QATAR has taken adequate precautions to combat money laundering and terrorism financing, according to Qatar Central Bank Governor HE Sheikh Abdullah bin Saud al-Thani.
Foremost among them was the Law No. 28 of 2002 for Combating Money Laundering which was subsequently amended by the Law No. 21 of 2003.
“These laws provided the legislative structure for all measures and precautions taken in combating money laundering and terrorism financing. These are designed to protect our financial institutions and sectors from the risks posed by money laundering and terrorism financing,” he said in a report published by the National Anti-Money Laundering & Terrorism Financing Committee.
The report was distributed at the QCB conference on ‘Tackling money laundering’ at the
Sheraton yesterday. Pursuant to Article 8 of the above law, the National Committee for Combating Money Laundering and Terrorism Financing was created in November 2002 under the QCB deputy governor.
“This committee has been carrying out its tasks and responsibilities as laid down by the law and made significant achievements in combating money laundering and terrorism financing. Its effort was instrumental in Qatar qualifying to join several international and regional organisations in the field such as the Middle East and North Africa Financial Action Task Force (MENA FATF) and Egmont Group,” Sheikh Abdullah said.
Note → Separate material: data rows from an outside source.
//! Release artifact naming and upload.
//!
//! Names are a pure function of project, version, platform and arch, so an
//! upload can be re-run later against the same dist directory.

pub mod s3put;

use std::fmt;
use std::future::Future;
use std::path::{Path, PathBuf};

use serde::Serialize;
use thiserror::Error;
use tokio::process::Command;
use tracing::{info, warn};

use crate::consts::{COMMIT_ABBREV, UPLOAD_NAMESPACE};
use crate::platform::{PlatformKey, TargetArch};

pub use s3put::{S3Credentials, S3PutStore};

#[derive(Debug, Error)]
pub enum UploadError {
  #[error("upload of {file} failed with exit code {code:?}")]
  UploadFailed { file: String, code: Option<i32> },

  #[error("missing upload credential: {0} is not set")]
  MissingCredentials(&'static str),

  #[error("could not determine commit: {0}")]
  Commit(String),

  #[error("io error: {0}")]
  Io(#[from] std::io::Error),
}

/// Kinds of archive produced per platform/arch.
#[derive(Debug, Clone, Copy, PartialEq, Eq, Serialize)]
#[serde(rename_all = "kebab-case")]
pub enum ArtifactKind {
  Main,
  Symbols,
  DebugSymbols,
}

impl ArtifactKind {
  fn suffix(self) -> &'static str {
    match self {
      ArtifactKind::Main => "",
      ArtifactKind::Symbols => "-symbols",
      ArtifactKind::DebugSymbols => "-dsym",
    }
  }
}

/// Deterministic release archive names.
#[derive(Debug, Clone, PartialEq, Eq)]
pub struct ArtifactNames {
  pub project: String,
  pub version: String,
  pub platform: PlatformKey,
  pub arch: TargetArch,
}

impl ArtifactNames {
  /// `{project}-{version}-{platform}-{arch}[-symbols|-dsym].zip`
  pub fn name(&self, kind: ArtifactKind) -> String {
    format!(
      "{}-{}-{}-{}{}.zip",
      self.project,
      self.version,
      self.platform,
      self.arch,
      kind.suffix()
    )
  }

  /// Artifact kinds built for this platform. Debug symbols only exist on macOS.
  pub fn kinds(&self) -> Vec<ArtifactKind> {
    match self.platform {
      PlatformKey::MacOs => vec![ArtifactKind::Main, ArtifactKind::Symbols, ArtifactKind::DebugSymbols],
      PlatformKey::Linux | PlatformKey::Windows => vec![ArtifactKind::Main, ArtifactKind::Symbols],
    }
  }

  /// Local paths of this platform's artifacts inside `dist_dir`.
  pub fn paths(&self, dist_dir: &Path) -> Vec<PathBuf> {
    self.kinds().into_iter().map(|kind| dist_dir.join(self.name(kind))).collect()
  }
}

/// An abbreviated commit hash.
#[derive(Debug, Clone, PartialEq, Eq)]
pub struct CommitId(String);

impl CommitId {
  pub fn new(id: impl AsRef<str>) -> Option<Self> {
    let id = id.as_ref().trim();
    (!id.is_empty()).then(|| Self(id.to_string()))
  }

  pub fn as_str(&self) -> &str {
    &self.0
  }

  /// Read the abbreviated HEAD commit of the repository at `repo`.
  pub async fn head(repo: &Path) -> Result<Self, UploadError> {
    let output = Command::new("git")
      .args(["show", "--format=%h", "-s"])
      .arg(format!("--abbrev={COMMIT_ABBREV}"))
      .arg("HEAD")
      .current_dir(repo)
      .output()
      .await?;

    if !output.status.success() {
      return Err(UploadError::Commit(
        String::from_utf8_lossy(&output.stderr).trim().to_string(),
      ));
    }

    Self::new(String::from_utf8_lossy(&output.stdout))
      .ok_or_else(|| UploadError::Commit("git printed no commit".to_string()))
  }
}

impl fmt::Display for CommitId {
  fn fmt(&self, f: &mut fmt::Formatter<'_>) -> fmt::Result {
    write!(f, "{}", self.0)
  }
}

/// Remote location all artifacts of a commit are stored under.
pub fn remote_prefix(commit: &CommitId) -> String {
  format!("{UPLOAD_NAMESPACE}/{commit}")
}

/// One upload call: local files from one directory to one remote prefix.
#[derive(Debug, Clone, PartialEq, Eq)]
pub struct UploadRequest {
  pub local_dir: PathBuf,
  pub remote_prefix: String,
  pub files: Vec<PathBuf>,
}

/// Remote object store.
pub trait ObjectStore {
  fn put(&self, request: &UploadRequest) -> impl Future<Output = Result<(), UploadError>> + Send;
}

/// What an upload run did.
#[derive(Debug, Clone, Default, PartialEq, Eq, Serialize)]
pub struct UploadReport {
  pub remote_prefix: String,
  pub uploaded: Vec<String>,
  pub skipped: Vec<String>,
}

/// Uploads release artifacts; failures are not retried.
#[derive(Debug)]
pub struct ArtifactUploader<S> {
  store: S,
}

impl<S: ObjectStore> ArtifactUploader<S> {
  pub fn new(store: S) -> Self {
    Self { store }
  }

  pub fn store(&self) -> &S {
    &self.store
  }

  /// Upload each existing artifact under the commit's remote prefix.
  ///
  /// Missing local files are skipped. The first failed upload aborts.
  pub async fn upload(&self, commit: &CommitId, artifacts: &[PathBuf]) -> Result<UploadReport, UploadError> {
    let prefix = remote_prefix(commit);
    let mut report = UploadReport {
      remote_prefix: prefix.clone(),
      ..Default::default()
    };

    for path in artifacts {
      let name = path
        .file_name()
        .map(|n| n.to_string_lossy().into_owned())
        .unwrap_or_else(|| path.display().to_string());

      if !path.is_file() {
        warn!(path = %path.display(), "artifact not found, skipping");
        report.skipped.push(name);
        continue;
      }

      let request = UploadRequest {
        local_dir: path.parent().map(Path::to_path_buf).unwrap_or_default(),
        remote_prefix: prefix.clone(),
        files: vec![path.clone()],
      };

      info!(file = %name, prefix = %prefix, "uploading");
      self.store.put(&request).await?;
      report.uploaded.push(name);
    }

    Ok(report)
  }
}

#[cfg(test)]
mod tests {
  use super::*;
  use std::sync::Mutex;
  use tempfile::TempDir;

  #[derive(Debug, Default)]
  struct RecordingStore {
    fail_on: Option<String>,
    requests: Mutex<Vec<UploadRequest>>,
  }

  impl ObjectStore for RecordingStore {
    async fn put(&self, request: &UploadRequest) -> Result<(), UploadError> {
      self.requests.lock().unwrap().push(request.clone());
      let file = request.files[0].file_name().unwrap().to_string_lossy().into_owned();
      if self.fail_on.as_deref() == Some(file.as_str()) {
        return Err(UploadError::UploadFailed { file, code: Some(1) });
      }
      Ok(())
    }
  }

  fn names(platform: PlatformKey) -> ArtifactNames {
    ArtifactNames {
      project: "electron".to_string(),
      version: "10.0.0".to_string(),
      platform,
      arch: TargetArch::x64(),
    }
  }

  fn touch_all(dir: &Path, paths: &[PathBuf]) {
    for path in paths {
      std::fs::write(dir.join(path.file_name().unwrap()), b"zip").unwrap();
    }
  }

  #[test]
  fn prefix_and_names_follow_release_layout() {
    let commit = CommitId::new("abc123def456").unwrap();
    assert_eq!(remote_prefix(&commit), "mozilla/tofino-electron/abc123def456");

    let names = names(PlatformKey::Linux);
    assert_eq!(names.name(ArtifactKind::Main), "electron-10.0.0-linux-x64.zip");
    assert_eq!(names.name(ArtifactKind::Symbols), "electron-10.0.0-linux-x64-symbols.zip");
    assert_eq!(names.name(ArtifactKind::DebugSymbols), "electron-10.0.0-linux-x64-dsym.zip");
  }

  #[test]
  fn names_are_reproducible() {
    assert_eq!(
      names(PlatformKey::MacOs).paths(Path::new("dist")),
      names(PlatformKey::MacOs).paths(Path::new("dist"))
    );
  }

  #[test]
  fn debug_symbols_only_on_macos() {
    assert!(!names(PlatformKey::Linux).kinds().contains(&ArtifactKind::DebugSymbols));
    assert!(!names(PlatformKey::Windows).kinds().contains(&ArtifactKind::DebugSymbols));
    assert!(names(PlatformKey::MacOs).kinds().contains(&ArtifactKind::DebugSymbols));
  }

  #[test]
  fn blank_commit_is_rejected() {
    assert_eq!(CommitId::new("  \n"), None);
    assert_eq!(CommitId::new("abc123def456\n").unwrap().as_str(), "abc123def456");
  }

  #[tokio::test]
  async fn uploads_each_existing_artifact() {
    let dist = TempDir::new().unwrap();
    let paths = names(PlatformKey::Linux).paths(dist.path());
    touch_all(dist.path(), &paths);

    let uploader = ArtifactUploader::new(RecordingStore::default());
    let report = uploader
      .upload(&CommitId::new("abc123def456").unwrap(), &paths)
      .await
      .unwrap();

    assert_eq!(
      report.uploaded,
      vec!["electron-10.0.0-linux-x64.zip", "electron-10.0.0-linux-x64-symbols.zip"]
    );
    let requests = uploader.store().requests.lock().unwrap().clone();
    assert_eq!(requests.len(), 2);
    assert!(requests.iter().all(|r| r.remote_prefix == "mozilla/tofino-electron/abc123def456"));
    assert!(requests.iter().all(|r| r.local_dir == dist.path()));
    assert!(
      requests
        .iter()
        .all(|r| !r.files[0].to_string_lossy().ends_with("-dsym.zip"))
    );
  }

  #[tokio::test]
  async fn missing_artifacts_are_skipped() {
    let dist = TempDir::new().unwrap();
    let paths = names(PlatformKey::MacOs).paths(dist.path());
    touch_all(dist.path(), &paths[..1]);

    let uploader = ArtifactUploader::new(RecordingStore::default());
    let report = uploader.upload(&CommitId::new("abc").unwrap(), &paths).await.unwrap();

    assert_eq!(report.uploaded, vec!["electron-10.0.0-darwin-x64.zip"]);
    assert_eq!(
      report.skipped,
      vec!["electron-10.0.0-darwin-x64-symbols.zip", "electron-10.0.0-darwin-x64-dsym.zip"]
    );
  }

  #[tokio::test]
  async fn first_failed_upload_aborts() {
    let dist = TempDir::new().unwrap();
    let paths = names(PlatformKey::MacOs).paths(dist.path());
    touch_all(dist.path(), &paths);

    let uploader = ArtifactUploader::new(RecordingStore {
      fail_on: Some("electron-10.0.0-darwin-x64-symbols.zip".to_string()),
      ..Default::default()
    });
    let err = uploader.upload(&CommitId::new("abc").unwrap(), &paths).await.unwrap_err();

    assert!(matches!(err, UploadError::UploadFailed { .. }));
    // no retry and no dsym attempt after the failure
    assert_eq!(uploader.store().requests.lock().unwrap().len(), 2);
  }
}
Qatar Central Bank (QCB) has set up the Financial Information Unit (FIU) which is the body presently in charge of supervising the measures taken to combat money laundering and terrorism financing. Since the 90s, QCB has been taking measures to combat these. “To this end, we have issued several instructions to financial institutions in Qatar, laying down all procedures that should be observed as well as guidelines or work manuals that enable institutions to identify criminal acts and tackle them,” the QCB governor said.
Money laundering combating efforts should not be regarded as task for the law enforcement authorities only. They must be treated as issues that threaten the financial stability of the whole economy, Sheikh Abdullah said.
He added the importance of this aspect was felt more strongly during the last few years following the huge increase in money laundering, particularly those through the global financial and banking system.
“During the last few years it has become painfully clear to all countries that the threat of money laundering and terrorism financing is not just limited to the economic system of one particular nation. It has grown to enormous proportions that place the stability of the entire global financial and banking system at greater risks,” Sheikh Abdullah noted.
Similarly, money laundering has “devastating” effect on the macro economy as it weakens the ability of the authorities to implement their policies because of the “low credibility” of the economic data and statistics available in an environment where it is not possible to measure and forecast the size of these activities.
Furthermore, the sharp fluctuation in the movement of funds, deposits and cash flows accompanying money laundering adversely affect the stability of the monetary and foreign exchange markets.
Sheikh Abdullah warned that the failure to observe the international standards set for combating money laundering resulted in huge economic costs and other risks.